-- Data to use --
::::
// Copyright (c) Microsoft Corporation.
// Licensed under the MIT license.

//! Decodes NT Kernel Logger records and writes them as JSON.
//!
//! Usage: `decode_kernel [FILE]...`
//!
//! Each file contains a sequence of records, each of which is a u32 size
//! (little-endian, including the size itself), an 80-byte `EVENT_HEADER`, and
//! the payload. With no files, decodes a few built-in sample records.
//!
//! Set `RUST_LOG=debug` (or `trace`) to see decoder diagnostics.

use std::env;
use std::fs;
use std::process;

use etw_decode::kernel_schemas;
use etw_decode::*;
use etw_types::*;
use tracing_subscriber::EnvFilter;

fn push_utf16(bytes: &mut Vec<u8>, text: &str) {
    for unit in text.encode_utf16() {
        bytes.extend_from_slice(&unit.to_le_bytes());
    }
    bytes.extend_from_slice(&[0, 0]);
}

fn push_record(dat: &mut Vec<u8>, schema: &EventSchema<'_>, timestamp: i64, payload: &[u8]) {
    let size = 4 + RecordHeader::EVENT_HEADER_SIZE + payload.len();
    dat.extend_from_slice(&(size as u32).to_le_bytes());
    dat.extend_from_slice(&((RecordHeader::EVENT_HEADER_SIZE + payload.len()) as u16).to_le_bytes());
    dat.extend_from_slice(&0u16.to_le_bytes()); // HeaderType
    dat.extend_from_slice(&HeaderFlags::Header64Bit.as_int().to_le_bytes());
    dat.extend_from_slice(&0u16.to_le_bytes()); // EventProperty
    dat.extend_from_slice(&1208u32.to_le_bytes()); // ThreadId
    dat.extend_from_slice(&4242u32.to_le_bytes()); // ProcessId
    dat.extend_from_slice(&timestamp.to_le_bytes());
    dat.extend_from_slice(&schema.key.provider.to_bytes_le());
    dat.extend_from_slice(&schema.key.id.to_le_bytes());
    dat.push(schema.key.version);
    dat.push(0); // Channel
    dat.push(4); // Level
    dat.push(schema.key.opcode);
    dat.extend_from_slice(&0u16.to_le_bytes()); // Task
    dat.extend_from_slice(&0u64.to_le_bytes()); // Keyword
    dat.extend_from_slice(&0u64.to_le_bytes()); // KernelTime, UserTime
    dat.extend_from_slice(&[0; 16]); // ActivityId
    dat.extend_from_slice(payload);
}

fn sample_dat() -> Vec<u8> {
    let mut dat = Vec::new();

    let mut payload = Vec::new();
    payload.extend_from_slice(&4242u32.to_le_bytes());
    payload.extend_from_slice(&1208u32.to_le_bytes());
    push_utf16(&mut payload, "RenderThread");
    push_record(&mut dat, &kernel_schemas::THREAD_SET_NAME, 1000, &payload);

    let mut payload = Vec::new();
    payload.extend_from_slice(&0x7ff6_a000_0000u64.to_le_bytes()); // ImageBase
    payload.extend_from_slice(&0x4_2000u64.to_le_bytes()); // ImageSize
    payload.extend_from_slice(&4242u32.to_le_bytes());
    payload.extend_from_slice(&0x4_b1c3u32.to_le_bytes());
    payload.extend_from_slice(&0x6543_2100u32.to_le_bytes());
    payload.extend_from_slice(&[12, 1, 0, 0]);
    payload.extend_from_slice(&0x1_4000_0000u64.to_le_bytes()); // DefaultBase
    payload.extend_from_slice(&[0; 16]);
    push_utf16(&mut payload, r"\Device\HarddiskVolume3\Program Files\App\app.exe");
    push_record(&mut dat, &kernel_schemas::IMAGE_LOAD, 1001, &payload);

    let mut payload = Vec::new();
    payload.extend_from_slice(&1002u64.to_le_bytes());
    payload.extend_from_slice(&4242u32.to_le_bytes());
    payload.extend_from_slice(&1208u32.to_le_bytes());
    for frame in [0x7ff6_a000_1234u64, 0x7ff6_a000_5678, 0x7ffa_1000_0042] {
        payload.extend_from_slice(&frame.to_le_bytes());
    }
    push_record(&mut dat, &kernel_schemas::STACK_WALK, 1003, &payload);

    // No schema for Thread/SetName v9.
    let unknown = EventSchema {
        key: EventKey {
            version: 9,
            ..kernel_schemas::THREAD_SET_NAME.key
        },
        ..kernel_schemas::THREAD_SET_NAME
    };
    push_record(&mut dat, &unknown, 1004, &[]);

    return dat;
}

/// Decodes each record in `dat`, printing JSON to stdout. Returns the number
/// of records that could not be decoded.
fn decode_dat(decoder: &EventDecoder, dat: &[u8]) -> usize {
    let mut failures = 0;
    let mut pos = 0;
    while dat.len() - pos >= 4 {
        let size = u32::from_le_bytes([dat[pos], dat[pos + 1], dat[pos + 2], dat[pos + 3]]) as usize;
        if size < 4 || size > dat.len() - pos {
            tracing::warn!(pos, size, "bad record size, stopping");
            return failures + 1;
        }

        let record_bytes = &dat[pos + 4..pos + size];
        pos += size;

        let header = match RecordHeader::parse_event_header(record_bytes, 0) {
            Ok(header) => header,
            Err(error) => {
                tracing::warn!(%error, "skipping record");
                failures += 1;
                continue;
            }
        };

        let payload = &record_bytes[RecordHeader::EVENT_HEADER_SIZE..];
        let record = RecordEnvelope::from_header(header, payload);
        match decoder.decode(&record) {
            Ok(event) => println!("{}", event.json_display(decoder.options())),
            Err(error) => {
                tracing::warn!(key = %record.key(), %error, "skipping record");
                failures += 1;
            }
        }
    }

    return failures;
}

fn main() {
    tracing_subscriber::fmt()
        .with_env_filter(
            EnvFilter::try_from_default_env().unwrap_or_else(|_| EnvFilter::new("info")),
        )
        .with_writer(std::io::stderr)
        .init();

    let mut catalogue = SchemaCatalogue::new();
    if let Err(error) = kernel_schemas::register_kernel_schemas(&mut catalogue) {
        eprintln!("{}", error);
        process::exit(1);
    }

    let decoder = EventDecoder::new(&catalogue);
    let mut failures = 0;
    let files: Vec<String> = env::args().skip(1).collect();
    if files.is_empty() {
        failures += decode_dat(&decoder, &sample_dat());
    } else {
        for file in files {
            match fs::read(&file) {
                Ok(dat) => failures += decode_dat(&decoder, &dat),
                Err(error) => {
                    tracing::error!(file = file.as_str(), %error, "cannot read file");
                    failures += 1;
                }
            }
        }
    }

    tracing::info!(failures, "done");
}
::::
-- Task --
From the data above, output exactly the lines between the one containing "Returns the number" and the one containing "pos += size;", counting both of them.

-- Solution to the problem --
/// Decodes each record in `dat`, printing JSON to stdout. Returns the number
/// of records that could not be decoded.
fn decode_dat(decoder: &EventDecoder, dat: &[u8]) -> usize {
    let mut failures = 0;
    let mut pos = 0;
    while dat.len() - pos >= 4 {
        let size = u32::from_le_bytes([dat[pos], dat[pos + 1], dat[pos + 2], dat[pos + 3]]) as usize;
        if size < 4 || size > dat.len() - pos {
            tracing::warn!(pos, size, "bad record size, stopping");
            return failures + 1;
        }

        let record_bytes = &dat[pos + 4..pos + size];
        pos += size;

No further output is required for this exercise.